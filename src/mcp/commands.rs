//! MCP tool implementations for SSH session orchestration.
//!
//! Tools exposed:
//!
//! - `ssh_open_session` / `ssh_close_session` / `ssh_list_sessions`: session lifecycle
//! - `ssh_execute`: run a command on a session
//! - `ssh_list_dir`, `ssh_read_file`, `ssh_write_file`, `ssh_make_dir`,
//!   `ssh_remove`, `ssh_rename`, `ssh_stat`: SFTP file operations
//! - `ssh_create_tunnel` / `ssh_close_tunnel` / `ssh_list_tunnels`: TCP tunnels
//! - `ssh_generate_keypair`: local OpenSSH key generation

use std::sync::Arc;
use std::time::Duration;

use poem_mcpserver::{Tools, tool::StructuredContent};
use tracing::info;

use super::registry::{OpenSessionParams, SessionRegistry};
use super::types::{
    CloseSessionResponse, CloseTunnelResponse, CommandResponse, ContentEncoding,
    CreateTunnelResponse, KeypairResponse, ListDirResponse, ListTunnelsResponse, MakeDirResponse,
    OpenSessionResponse, ReadFileResponse, RemoveResponse, RenameResponse, SessionListResponse,
    StatResponse, TunnelDirection, WriteFileResponse,
};
use super::{exec, files, keygen};

/// MCP tool container holding the injected session registry.
pub struct SshSessionTools {
    registry: Arc<SessionRegistry>,
}

impl SshSessionTools {
    pub fn new(registry: Arc<SessionRegistry>) -> Self {
        Self { registry }
    }
}

#[Tools]
impl SshSessionTools {
    /// Open an SSH session, or reuse a live one under the same identifier.
    ///
    /// Returns a stable session_id (the caller-supplied name, or
    /// `username@host:port`) for use with all other tools. Credentials
    /// resolve in order: inline key, key file, then password; when none of
    /// those were given, `SSH_DEFAULT_KEY_PATH` and the standard keys under
    /// `~/.ssh` are probed.
    async fn ssh_open_session(
        &self,
        /// Hostname or IP address of the SSH server
        host: String,
        /// SSH port (default: 22)
        port: Option<u16>,
        /// Username (default: SSH_DEFAULT_USERNAME, then $USER)
        username: Option<String>,
        /// Custom session identifier (default: username@host:port)
        name: Option<String>,
        /// Password for password authentication (optional, tried last)
        password: Option<String>,
        /// Inline OpenSSH private key material (optional, takes precedence)
        private_key: Option<String>,
        /// Path to a private key file (optional)
        key_path: Option<String>,
        /// Passphrase for the private key (optional)
        key_passphrase: Option<String>,
    ) -> Result<StructuredContent<OpenSessionResponse>, String> {
        let response = self
            .registry
            .open(OpenSessionParams {
                host,
                port,
                username,
                name,
                password,
                private_key,
                key_path,
                key_passphrase,
            })
            .await
            .map_err(|e| e.to_string())?;
        Ok(StructuredContent(response))
    }

    /// Close an SSH session, along with its tunnels and SFTP channel.
    ///
    /// Without a session_id, closes every active session. Closing an
    /// unknown id is a no-op reported as zero sessions closed.
    async fn ssh_close_session(
        &self,
        /// Session ID returned by ssh_open_session; omit to close all sessions
        session_id: Option<String>,
    ) -> Result<StructuredContent<CloseSessionResponse>, String> {
        match session_id {
            Some(id) => {
                let closed_count = self.registry.close(&id).await;
                let message = if closed_count == 1 {
                    format!("Session {id} closed")
                } else {
                    format!("No active session {id}")
                };
                Ok(StructuredContent(CloseSessionResponse {
                    closed_count,
                    message,
                }))
            }
            None => {
                let closed_count = self.registry.close_all().await;
                Ok(StructuredContent(CloseSessionResponse {
                    closed_count,
                    message: format!("Closed {closed_count} session(s)"),
                }))
            }
        }
    }

    /// List all active SSH sessions with their idle times.
    async fn ssh_list_sessions(&self) -> Result<StructuredContent<SessionListResponse>, String> {
        let sessions = self.registry.list();
        let count = sessions.len();
        Ok(StructuredContent(SessionListResponse { sessions, count }))
    }

    /// Execute a command on a session and wait for it to finish.
    ///
    /// The command runs on a fresh channel; the session stays usable
    /// afterwards. A timeout aborts the command with an error and leaves
    /// the session alive.
    async fn ssh_execute(
        &self,
        /// Session ID returned by ssh_open_session
        session_id: String,
        /// Shell command to execute
        command: String,
        /// Timeout in milliseconds (default: 30000, env: SSH_COMMAND_TIMEOUT_MS)
        timeout_ms: Option<u64>,
    ) -> Result<StructuredContent<CommandResponse>, String> {
        let session = self.registry.get(&session_id).map_err(|e| e.to_string())?;
        let timeout = timeout_ms
            .map(Duration::from_millis)
            .unwrap_or(self.registry.settings().command_timeout);

        info!(session_id = %session_id, "executing command");
        let response = exec::execute_command(&session, &command, timeout)
            .await
            .map_err(|e| e.to_string())?;
        Ok(StructuredContent(response))
    }

    /// List a remote directory via SFTP, sorted by name.
    async fn ssh_list_dir(
        &self,
        /// Session ID returned by ssh_open_session
        session_id: String,
        /// Absolute remote directory path
        path: String,
    ) -> Result<StructuredContent<ListDirResponse>, String> {
        let session = self.registry.get(&session_id).map_err(|e| e.to_string())?;
        let response = files::list_dir(&session, &path)
            .await
            .map_err(|e| e.to_string())?;
        Ok(StructuredContent(response))
    }

    /// Read a remote file.
    ///
    /// By default the content comes back as text, falling back to base64
    /// when it is not valid UTF-8; requesting "base64" always returns the
    /// raw bytes encoded. Files larger than the size cap are rejected.
    async fn ssh_read_file(
        &self,
        /// Session ID returned by ssh_open_session
        session_id: String,
        /// Absolute remote file path
        path: String,
        /// Content encoding: "utf8" or "base64" (default: "utf8")
        encoding: Option<String>,
        /// Maximum size in bytes (default: 1048576, env: SSH_MAX_READ_SIZE)
        max_size: Option<u64>,
    ) -> Result<StructuredContent<ReadFileResponse>, String> {
        let session = self.registry.get(&session_id).map_err(|e| e.to_string())?;
        let encoding = match encoding.as_deref() {
            None | Some("utf8") => ContentEncoding::Utf8,
            Some("base64") => ContentEncoding::Base64,
            Some(other) => {
                return Err(format!(
                    "unknown encoding '{other}', expected \"utf8\" or \"base64\""
                ));
            }
        };
        let max_size = max_size.unwrap_or(self.registry.settings().max_read_size);
        let response = files::read_file(&session, &path, max_size, encoding)
            .await
            .map_err(|e| e.to_string())?;
        Ok(StructuredContent(response))
    }

    /// Write a remote file, creating or overwriting it.
    async fn ssh_write_file(
        &self,
        /// Session ID returned by ssh_open_session
        session_id: String,
        /// Absolute remote file path
        path: String,
        /// File content; raw text, or base64 when the flag is set
        content: String,
        /// Treat content as base64-encoded binary (default: false)
        base64: Option<bool>,
        /// Octal permissions to apply after writing, e.g. "644" (optional)
        mode: Option<String>,
    ) -> Result<StructuredContent<WriteFileResponse>, String> {
        let session = self.registry.get(&session_id).map_err(|e| e.to_string())?;
        let response = files::write_file(
            &session,
            &path,
            &content,
            base64.unwrap_or(false),
            mode.as_deref(),
        )
        .await
        .map_err(|e| e.to_string())?;
        Ok(StructuredContent(response))
    }

    /// Create a remote directory.
    ///
    /// An already existing directory is a success with `created: false`.
    async fn ssh_make_dir(
        &self,
        /// Session ID returned by ssh_open_session
        session_id: String,
        /// Absolute remote directory path
        path: String,
        /// Create missing parent directories, like mkdir -p (default: false)
        parents: Option<bool>,
    ) -> Result<StructuredContent<MakeDirResponse>, String> {
        let session = self.registry.get(&session_id).map_err(|e| e.to_string())?;
        let response = files::make_dir(&session, &path, parents.unwrap_or(false))
            .await
            .map_err(|e| e.to_string())?;
        Ok(StructuredContent(response))
    }

    /// Remove a remote file or directory.
    ///
    /// Non-empty directories require `recursive: true`.
    async fn ssh_remove(
        &self,
        /// Session ID returned by ssh_open_session
        session_id: String,
        /// Absolute remote path
        path: String,
        /// Remove directory contents recursively (default: false)
        recursive: Option<bool>,
    ) -> Result<StructuredContent<RemoveResponse>, String> {
        let session = self.registry.get(&session_id).map_err(|e| e.to_string())?;
        let response = files::remove(&session, &path, recursive.unwrap_or(false))
            .await
            .map_err(|e| e.to_string())?;
        Ok(StructuredContent(response))
    }

    /// Rename or move a remote file or directory.
    async fn ssh_rename(
        &self,
        /// Session ID returned by ssh_open_session
        session_id: String,
        /// Current absolute remote path
        from: String,
        /// New absolute remote path
        to: String,
    ) -> Result<StructuredContent<RenameResponse>, String> {
        let session = self.registry.get(&session_id).map_err(|e| e.to_string())?;
        let response = files::rename(&session, &from, &to)
            .await
            .map_err(|e| e.to_string())?;
        Ok(StructuredContent(response))
    }

    /// Stat a remote path, following symlinks.
    async fn ssh_stat(
        &self,
        /// Session ID returned by ssh_open_session
        session_id: String,
        /// Absolute remote path
        path: String,
    ) -> Result<StructuredContent<StatResponse>, String> {
        let session = self.registry.get(&session_id).map_err(|e| e.to_string())?;
        let response = files::stat(&session, &path)
            .await
            .map_err(|e| e.to_string())?;
        Ok(StructuredContent(response))
    }

    /// Create a TCP tunnel through a session.
    ///
    /// Direction "local" listens on this host and forwards to
    /// `dest_addr:dest_port` on the remote network; "remote" asks the
    /// server to listen and forwards back here. A bind_port of 0 picks an
    /// ephemeral port, reported in the response.
    async fn ssh_create_tunnel(
        &self,
        /// Session ID returned by ssh_open_session
        session_id: String,
        /// Tunnel direction: "local" or "remote" (default: "local")
        direction: Option<String>,
        /// Listener bind address (default: "127.0.0.1")
        bind_addr: Option<String>,
        /// Listener port; 0 picks an ephemeral port (default: 0)
        bind_port: Option<u16>,
        /// Destination host to forward to
        dest_addr: String,
        /// Destination port to forward to
        dest_port: u16,
    ) -> Result<StructuredContent<CreateTunnelResponse>, String> {
        let session = self.registry.get(&session_id).map_err(|e| e.to_string())?;

        let direction = match direction.as_deref().unwrap_or("local") {
            "local" => TunnelDirection::Local,
            "remote" => TunnelDirection::Remote,
            other => return Err(format!("unknown tunnel direction '{other}', expected \"local\" or \"remote\"")),
        };
        let bind_addr = bind_addr.unwrap_or_else(|| "127.0.0.1".to_string());
        let bind_port = bind_port.unwrap_or(0);

        let tunnels = self.registry.tunnels();
        let info = match direction {
            TunnelDirection::Local => {
                tunnels
                    .open_local(session, &bind_addr, bind_port, &dest_addr, dest_port)
                    .await
            }
            TunnelDirection::Remote => {
                tunnels
                    .open_remote(session, &bind_addr, bind_port, &dest_addr, dest_port)
                    .await
            }
        }
        .map_err(|e| e.to_string())?;

        let message = format!(
            "Opened {direction} tunnel {}:{} -> {}:{}",
            info.bind_addr, info.bind_port, info.dest_addr, info.dest_port
        );
        Ok(StructuredContent(CreateTunnelResponse {
            tunnel: info,
            message,
        }))
    }

    /// Close a tunnel by id.
    async fn ssh_close_tunnel(
        &self,
        /// Tunnel ID returned by ssh_create_tunnel
        tunnel_id: String,
    ) -> Result<StructuredContent<CloseTunnelResponse>, String> {
        self.registry
            .tunnels()
            .close(&tunnel_id)
            .await
            .map_err(|e| e.to_string())?;
        Ok(StructuredContent(CloseTunnelResponse {
            message: format!("Tunnel {tunnel_id} closed"),
            tunnel_id,
            closed: true,
        }))
    }

    /// List all active tunnels across sessions.
    async fn ssh_list_tunnels(&self) -> Result<StructuredContent<ListTunnelsResponse>, String> {
        let tunnels = self.registry.tunnels().list();
        let count = tunnels.len();
        Ok(StructuredContent(ListTunnelsResponse { tunnels, count }))
    }

    /// Generate an OpenSSH keypair locally.
    ///
    /// Nothing is sent to any remote host; the caller installs the public
    /// key where needed.
    async fn ssh_generate_keypair(
        &self,
        /// Key algorithm: "ed25519", "rsa", or "ecdsa"
        key_type: String,
        /// Key size in bits (rsa: 1024-8192, default 3072; ecdsa: 256/384/521; ed25519: fixed 256)
        bits: Option<u32>,
        /// Comment embedded in the public key (optional)
        comment: Option<String>,
        /// Passphrase to encrypt the private key with (optional)
        passphrase: Option<String>,
    ) -> Result<StructuredContent<KeypairResponse>, String> {
        let response = keygen::generate_keypair(key_type, bits, comment, passphrase)
            .await
            .map_err(|e| e.to_string())?;
        Ok(StructuredContent(response))
    }
}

#### [Task description]
Reproduce each line of the records in which "when" appears.

#### [Expected answer]
    /// resolve in order: inline key, key file, then password; when none of
    /// when it is not valid UTF-8; requesting "base64" always returns the
        /// File content; raw text, or base64 when the flag is set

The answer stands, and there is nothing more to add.